[[ RECORD SET, beginning ]]

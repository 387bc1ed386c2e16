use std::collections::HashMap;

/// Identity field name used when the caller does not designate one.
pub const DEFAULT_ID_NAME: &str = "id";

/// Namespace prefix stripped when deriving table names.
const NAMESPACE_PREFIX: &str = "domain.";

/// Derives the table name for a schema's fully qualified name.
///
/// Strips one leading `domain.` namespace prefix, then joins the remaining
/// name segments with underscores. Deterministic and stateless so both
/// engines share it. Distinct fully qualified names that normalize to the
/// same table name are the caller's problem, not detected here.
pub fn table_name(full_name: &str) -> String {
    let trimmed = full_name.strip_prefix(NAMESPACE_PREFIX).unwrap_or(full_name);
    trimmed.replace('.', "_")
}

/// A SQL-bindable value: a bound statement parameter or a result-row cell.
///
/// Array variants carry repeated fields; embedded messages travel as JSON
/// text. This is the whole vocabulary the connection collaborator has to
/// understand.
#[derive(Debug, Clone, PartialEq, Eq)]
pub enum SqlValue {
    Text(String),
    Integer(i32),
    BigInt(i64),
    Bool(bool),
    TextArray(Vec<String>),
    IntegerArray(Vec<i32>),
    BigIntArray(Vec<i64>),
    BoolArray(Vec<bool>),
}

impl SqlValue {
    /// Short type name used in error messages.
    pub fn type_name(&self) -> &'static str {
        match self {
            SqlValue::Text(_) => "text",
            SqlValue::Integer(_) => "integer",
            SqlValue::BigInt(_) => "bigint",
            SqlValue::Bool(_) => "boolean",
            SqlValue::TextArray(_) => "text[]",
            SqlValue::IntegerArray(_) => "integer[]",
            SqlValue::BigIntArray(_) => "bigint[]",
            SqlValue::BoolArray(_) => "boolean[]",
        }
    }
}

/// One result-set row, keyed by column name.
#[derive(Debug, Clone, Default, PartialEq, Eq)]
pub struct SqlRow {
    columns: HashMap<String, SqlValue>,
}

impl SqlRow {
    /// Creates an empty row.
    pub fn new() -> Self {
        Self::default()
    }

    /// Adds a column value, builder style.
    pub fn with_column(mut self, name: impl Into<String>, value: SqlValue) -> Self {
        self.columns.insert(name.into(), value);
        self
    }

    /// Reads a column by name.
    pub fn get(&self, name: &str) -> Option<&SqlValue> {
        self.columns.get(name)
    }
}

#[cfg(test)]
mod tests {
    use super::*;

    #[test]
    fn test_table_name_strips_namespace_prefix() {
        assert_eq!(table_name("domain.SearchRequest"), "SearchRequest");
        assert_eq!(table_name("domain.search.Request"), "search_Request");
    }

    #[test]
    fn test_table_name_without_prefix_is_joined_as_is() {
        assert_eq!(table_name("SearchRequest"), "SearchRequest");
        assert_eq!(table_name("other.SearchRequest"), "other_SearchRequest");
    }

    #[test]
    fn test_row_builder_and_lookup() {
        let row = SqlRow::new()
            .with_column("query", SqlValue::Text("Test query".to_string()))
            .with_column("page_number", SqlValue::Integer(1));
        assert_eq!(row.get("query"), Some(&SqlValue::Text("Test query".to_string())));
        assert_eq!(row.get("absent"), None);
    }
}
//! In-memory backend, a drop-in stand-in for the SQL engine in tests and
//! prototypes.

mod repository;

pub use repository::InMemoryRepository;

[[ RECORD SET, end ]]

_TASK GOAL_:
Each line of the listing above that contains the word "repository" counts once; please give the total and nothing more.

_EXPECTED ANSWER_:
3